The act states that the consumer must be given notice of debits that vary in amount before the transfer: “In the case of preauthorized transfers from a consumer’s account to the same person which may vary in amount, the financial institution or designated payee shall, prior to each transfer, provide reasonable advance notice to the consumer, in accordance with regulations of the Board [of Governors of the Federal Reserve System], of the amount to be transferred and the scheduled date of the transfer.”
The board of governors of the Federal Reserve System also promulgated a regulation that provides that either the designated payee or the financial institution must send the consumer notice that a transfer “will vary in amount from the previous transfer under the same authorization or from the preauthorized amount.” The designated payee under the authorization was The Vermeer.
The court found that Hodes credibly testified that the parties contemplated the use of the authorization for the preauthorized payment of rent or maintenance on substantially regular monthly intervals.
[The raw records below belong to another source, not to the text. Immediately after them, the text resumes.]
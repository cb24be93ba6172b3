//! pathsensed - hazard monitor and narration daemon
//!
//! This daemon:
//! 1. Captures frames from the configured source at the reflex rate
//! 2. Tracks objects and warns about approaching hazards (reflex loop)
//! 3. Narrates the scene when a line is entered on stdin (cognitive loop)
//! 4. Speaks through the log until a real audio device is wired in

use anyhow::Result;
use clap::{Parser, ValueEnum};
use std::io::BufRead;
use std::path::PathBuf;
use std::sync::mpsc;
use std::sync::Arc;

use pathsense::narrate::Narrator;
use pathsense::{
    open_source, FallbackNarrator, LogAudio, PathsenseConfig, Scheduler, ScriptedTracker,
    SpeechDispatcher, SpeechPriority, StaticCaptioner,
};

#[derive(Clone, Copy, Debug, ValueEnum)]
enum Scenario {
    /// A car closing on the center of the frame.
    Approaching,
    /// A car crossing the frame.
    Passing,
}

#[derive(Parser, Debug)]
#[command(author, version, about)]
struct Args {
    /// Config file (JSON, or TOML with a .toml extension).
    #[arg(long, env = "PATHSENSE_CONFIG")]
    config: Option<PathBuf>,
    /// Frame source override (`stub://name` or an image directory).
    #[arg(long)]
    source: Option<String>,
    /// Stop at end of stream instead of looping.
    #[arg(long)]
    no_loop: bool,
    /// Scripted tracker scenario used in place of a detector.
    #[arg(long, value_enum, default_value = "approaching")]
    scenario: Scenario,
    /// Frames per scenario cycle.
    #[arg(long, default_value_t = 90)]
    scenario_frames: u64,
    /// Caption returned for every narrated frame.
    #[arg(long, default_value = "A street with parked cars and a sidewalk.")]
    caption: String,
}

fn main() -> Result<()> {
    env_logger::Builder::from_env(env_logger::Env::default().default_filter_or("info")).init();

    let args = Args::parse();
    let mut cfg = PathsenseConfig::load_from(args.config.as_deref())?;
    if let Some(source) = args.source {
        cfg.source.spec = source;
    }
    if args.no_loop {
        cfg.source.looping = false;
    }

    let speech = Arc::new(SpeechDispatcher::spawn(
        Arc::new(LogAudio),
        cfg.speech.clone(),
    ));
    let scheduler = Arc::new(Scheduler::new(
        cfg.scheduler.clone(),
        cfg.alerts.clone(),
        cfg.hazard.clone(),
        cfg.movement.clone(),
        speech.clone(),
    ));

    let tracker = match args.scenario {
        Scenario::Approaching => ScriptedTracker::approaching_car(args.scenario_frames),
        Scenario::Passing => ScriptedTracker::passing_car(args.scenario_frames),
    };
    scheduler.start(
        Box::new(tracker),
        Box::new(StaticCaptioner::new(args.caption)),
        build_narrator(&cfg)?,
    )?;

    let (tx, rx) = mpsc::channel();
    ctrlc::set_handler(move || {
        let _ = tx.send(());
    })
    .expect("error setting Ctrl-C handler");
    {
        let scheduler = scheduler.clone();
        std::thread::spawn(move || {
            if rx.recv().is_ok() {
                log::info!("shutdown signal received, stopping...");
                scheduler.stop();
            }
        });
    }
    {
        let scheduler = scheduler.clone();
        std::thread::spawn(move || read_triggers(&scheduler));
    }

    speech.enqueue("Path sense ready.", SpeechPriority::Low);
    log::info!(
        "pathsensed running. source={} loop={} (press Enter to narrate, q to quit)",
        cfg.source.spec,
        cfg.source.looping
    );

    let mut source = open_source(
        &cfg.source.spec,
        cfg.source.width,
        cfg.source.height,
        cfg.source.looping,
    )?;
    let result = scheduler.run_capture(source.as_mut());
    scheduler.stop();

    let stats = scheduler.stats();
    log::info!(
        "frames submitted={} dropped={} processed={} errors={} alerts={} narrations={}",
        stats.frames_submitted,
        stats.frames_dropped,
        stats.frames_processed,
        stats.frame_errors,
        stats.alerts_dispatched,
        stats.narrations_completed
    );
    result
}

fn build_narrator(cfg: &PathsenseConfig) -> Result<Box<dyn Narrator>> {
    let Some(url) = cfg.narrator.url.as_deref() else {
        log::info!("no narrator configured; narration falls back to captions");
        return Ok(Box::new(FallbackNarrator));
    };
    ollama_narrator(url, cfg)
}

#[cfg(feature = "narrator-ollama")]
fn ollama_narrator(url: &str, cfg: &PathsenseConfig) -> Result<Box<dyn Narrator>> {
    use pathsense::narrate::{OllamaConfig, OllamaNarrator};

    let narrator = OllamaNarrator::new(OllamaConfig {
        url: url.to_string(),
        model: cfg.narrator.model.clone(),
        timeout: cfg.narrator.timeout,
        ..OllamaConfig::default()
    })?;
    log::info!("narrator: {} ({})", url, cfg.narrator.model);
    Ok(Box::new(narrator))
}

#[cfg(not(feature = "narrator-ollama"))]
fn ollama_narrator(url: &str, _cfg: &PathsenseConfig) -> Result<Box<dyn Narrator>> {
    Err(anyhow::anyhow!(
        "narrator url {} configured but pathsensed was built without the narrator-ollama feature",
        url
    ))
}

/// Each stdin line requests a narration; `q` stops the daemon.
fn read_triggers(scheduler: &Scheduler) {
    let stdin = std::io::stdin();
    for line in stdin.lock().lines() {
        let Ok(line) = line else {
            break;
        };
        if !scheduler.is_running() {
            break;
        }
        if line.trim().eq_ignore_ascii_case("q") {
            scheduler.stop();
            break;
        }
        if !scheduler.trigger() {
            log::info!("narration already in progress");
        }
    }
}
When The Vermeer unilaterally withdrew $1,066 for payment of alleged legal fees in contravention of Hode’s letter dated February 7, 2006, The Vermeer or Hode’s bank were required to provide Hodes with reasonable advance notice of the amount to be transferred and the scheduled date of the transfer in compliance with the statute.
The apparent purpose of this advance notice is to protect the consumer from unauthorized, fraudulent, or erroneous transfers, for which he or she may stop payment in accordance with the applicable laws and/or procedures established by the financial institution. Other than The Vermeer’s bill for legal fees, which was not submitted into evidence, Hodes did not receive any notice of the amount to be debited or the scheduled date of the transfer. Inasmuch as Hodes was not provided this crucial advance notice, the court found that he did not have sufficient time to stop payment of the unauthorized transfer.
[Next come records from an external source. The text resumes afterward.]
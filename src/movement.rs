//! Movement descriptions for narration.
//!
//! Two false-positive filters sit in front of the classifier:
//! - camera shake: most tracked objects moving the same way is read as the
//!   camera moving, and every motion claim for that pass is dropped;
//! - handheld suppression: small objects inside a tracked person's box move
//!   with the person and are not described at all.

use std::collections::{HashMap, HashSet};

use crate::detect::ObjectId;
use crate::hazard::capitalize;
use crate::history::TrackedObject;
use crate::kinematics;

#[derive(Debug, Clone, Copy)]
pub struct MotionThresholds {
    /// Speed (px/frame) below which an object may be stationary.
    pub velocity: f64,
    /// Absolute area growth (%) separating approach/leave from noise.
    pub area_pct: f64,
}

#[derive(Debug, Clone)]
pub struct MovementConfig {
    pub min_points: usize,
    pub normal: MotionThresholds,
    /// Stricter thresholds applied while the camera is judged to be shaking.
    pub shake: MotionThresholds,
    pub rapid_growth_pct: f64,
    pub window_secs: f64,
    /// Objects slower than this are ignored by shake detection.
    pub shake_min_speed: f64,
    /// Cosine similarity to the mean direction that counts as aligned.
    pub shake_alignment: f64,
    /// Fraction of aligned vectors above which shake is declared.
    pub shake_ratio: f64,
    /// Overlap (vs. the smaller box) above which a handheld object is held.
    pub handheld_overlap: f64,
    pub handheld_classes: Vec<String>,
    pub person_class: String,
}

impl Default for MovementConfig {
    fn default() -> Self {
        Self {
            min_points: 5,
            normal: MotionThresholds {
                velocity: 5.0,
                area_pct: 25.0,
            },
            shake: MotionThresholds {
                velocity: 8.0,
                area_pct: 35.0,
            },
            rapid_growth_pct: 60.0,
            window_secs: 1.5,
            shake_min_speed: 1.0,
            shake_alignment: 0.7,
            shake_ratio: 0.7,
            handheld_overlap: 0.5,
            handheld_classes: [
                "cell phone",
                "mobile phone",
                "remote",
                "tv remote",
                "remote control",
                "keyboard",
                "mouse",
                "cup",
                "bottle",
                "glass",
                "wine glass",
                "book",
                "toothbrush",
                "scissors",
                "hair dryer",
                "hairbrush",
                "fork",
                "knife",
                "spoon",
            ]
            .iter()
            .map(|c| c.to_string())
            .collect(),
            person_class: "person".to_string(),
        }
    }
}

#[derive(Clone, Copy, Debug, PartialEq, Eq)]
pub enum Direction {
    LeftToRight,
    RightToLeft,
    TopToBottom,
    BottomToTop,
}

impl Direction {
    fn from_velocity(dx: f64, dy: f64) -> Self {
        if dx.abs() > dy.abs() {
            if dx > 0.0 {
                Direction::LeftToRight
            } else {
                Direction::RightToLeft
            }
        } else if dy > 0.0 {
            Direction::TopToBottom
        } else {
            Direction::BottomToTop
        }
    }

    pub fn as_str(&self) -> &'static str {
        match self {
            Direction::LeftToRight => "left to right",
            Direction::RightToLeft => "right to left",
            Direction::TopToBottom => "top to bottom",
            Direction::BottomToTop => "bottom to top",
        }
    }
}

#[derive(Clone, Copy, Debug, PartialEq, Eq)]
pub enum MovementKind {
    Stationary,
    Approaching { rapid: bool },
    Leaving,
    PassingBy(Direction),
}

pub struct MovementClassifier {
    config: MovementConfig,
    handheld: HashSet<String>,
}

impl MovementClassifier {
    pub fn new(config: MovementConfig) -> Self {
        let handheld = config
            .handheld_classes
            .iter()
            .map(|c| c.to_lowercase())
            .collect();
        Self { config, handheld }
    }

    pub fn config(&self) -> &MovementConfig {
        &self.config
    }

    pub fn classify(&self, object: &TrackedObject, shake_mode: bool) -> MovementKind {
        let cfg = &self.config;
        let points = object.trajectory(None);
        if points.len() < cfg.min_points {
            return MovementKind::Stationary;
        }
        let (dx, dy) = kinematics::velocity(&points);
        let growth = kinematics::area_growth(&points, cfg.window_secs);
        let thresholds = if shake_mode { cfg.shake } else { cfg.normal };

        if kinematics::speed((dx, dy)) < thresholds.velocity && growth.abs() < thresholds.area_pct {
            MovementKind::Stationary
        } else if growth > thresholds.area_pct {
            MovementKind::Approaching {
                rapid: growth > cfg.rapid_growth_pct,
            }
        } else if growth < -thresholds.area_pct {
            MovementKind::Leaving
        } else {
            MovementKind::PassingBy(Direction::from_velocity(dx, dy))
        }
    }

    /// Natural-language description without identities, e.g.
    /// `"Car: Moving left to right (passing by)"`.
    pub fn describe(&self, object: &TrackedObject, shake_mode: bool) -> String {
        let class_name = object
            .class_name()
            .map(capitalize)
            .unwrap_or_else(|| "Object".to_string());
        match self.classify(object, shake_mode) {
            MovementKind::Stationary => format!("{}: Stationary", class_name),
            MovementKind::Approaching { rapid: true } => {
                format!("{}: Approaching rapidly", class_name)
            }
            MovementKind::Approaching { rapid: false } => format!("{}: Approaching", class_name),
            MovementKind::Leaving => format!("{}: Leaving", class_name),
            MovementKind::PassingBy(direction) => {
                format!("{}: Moving {} (passing by)", class_name, direction.as_str())
            }
        }
    }

    /// True when most moving objects share one direction of motion.
    pub fn detect_camera_shake(&self, objects: &HashMap<ObjectId, TrackedObject>) -> bool {
        let cfg = &self.config;
        if objects.len() < 2 {
            return false;
        }
        let velocities: Vec<(f64, f64)> = objects
            .values()
            .filter(|obj| obj.len() >= 2)
            .map(|obj| kinematics::velocity(&obj.trajectory(None)))
            .filter(|v| kinematics::speed(*v) > cfg.shake_min_speed)
            .collect();
        if velocities.len() < 2 {
            return false;
        }

        let n = velocities.len() as f64;
        let mean = (
            velocities.iter().map(|v| v.0).sum::<f64>() / n,
            velocities.iter().map(|v| v.1).sum::<f64>() / n,
        );
        let mean_mag = kinematics::speed(mean);
        if mean_mag == 0.0 {
            return false;
        }
        let aligned = velocities
            .iter()
            .filter(|v| {
                let mag = kinematics::speed(**v);
                mag > 0.0 && (v.0 * mean.0 + v.1 * mean.1) / (mag * mean_mag) > cfg.shake_alignment
            })
            .count();
        aligned as f64 / n > cfg.shake_ratio
    }

    /// Describe every object worth narrating, ordered by identity.
    pub fn analyze_all(&self, objects: &HashMap<ObjectId, TrackedObject>) -> Vec<String> {
        let shaking = self.detect_camera_shake(objects);
        if shaking {
            log::debug!("camera shake detected; suppressing movement claims");
        }

        let persons: Vec<&TrackedObject> = objects
            .values()
            .filter(|obj| {
                obj.class_name()
                    .is_some_and(|c| c.eq_ignore_ascii_case(&self.config.person_class))
            })
            .collect();

        let mut ids: Vec<&ObjectId> = objects.keys().collect();
        ids.sort_unstable();

        let mut descriptions = Vec::new();
        for id in ids {
            let object = &objects[id];
            if self.is_held_by_person(object, &persons) {
                log::debug!(
                    "skipping handheld {} near person",
                    object.class_name().unwrap_or("object")
                );
                continue;
            }
            let kind = self.classify(object, shaking);
            if shaking && kind != MovementKind::Stationary {
                continue;
            }
            descriptions.push(self.describe(object, shaking));
        }
        descriptions
    }

    fn is_held_by_person(&self, object: &TrackedObject, persons: &[&TrackedObject]) -> bool {
        let class_name = object.class_name().unwrap_or_default().to_lowercase();
        if !self.handheld.contains(&class_name) || persons.is_empty() {
            return false;
        }
        let Some(latest) = object.latest() else {
            return true;
        };
        persons.iter().filter_map(|p| p.latest()).any(|person| {
            person.bbox().contains(latest.center())
                || latest.bbox().overlap_ratio(person.bbox()) > self.config.handheld_overlap
        })
    }
}

impl Default for MovementClassifier {
    fn default() -> Self {
        Self::new(MovementConfig::default())
    }
}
Accordingly, the court found that Hodes was entitled to a refund of $1,066 with interest from March 2006 from The Vermeer as it constituted an unauthorized transfer.
It appeared as if Hodes and The Vermeer sought their respective attorney’s fees. The court noted the long-standing rule that a party may not recover attorney’s fees unless such an award is authorized by agreement (i.e., a lease) between the parties or by statute and that, if such an agreement or statutory authority exists, a party is only entitled to attorney’s fees if he or she prevails with respect to the central relief sought.
In addition, a party may not be entitled to an award of reasonable attorney’s fees unless it obtains a judgment.
Finally, the “prevailing party” must present evidence as to the “reasonable value” of the attorney’s fees so as to prove the precise amount of time spent in the litigation.
The court concluded that neither party presented sufficient evidence as to the reasonable value of their respective claims for attorney’s fees. Under the circumstances, no award of attorney’s fees was warranted to either party, but either party could start an action or proceeding in the appropriate forum to seek an award of attorney’s fees if warranted.
Comment: It is important for boards to confirm the scope of their authority before acting. Here, there was no discussion of whether the cooperative was actually entitled to collect the legal fees it sought. Rather, because the cooperative obtained those fees without sending the proper notice, it was required to return them.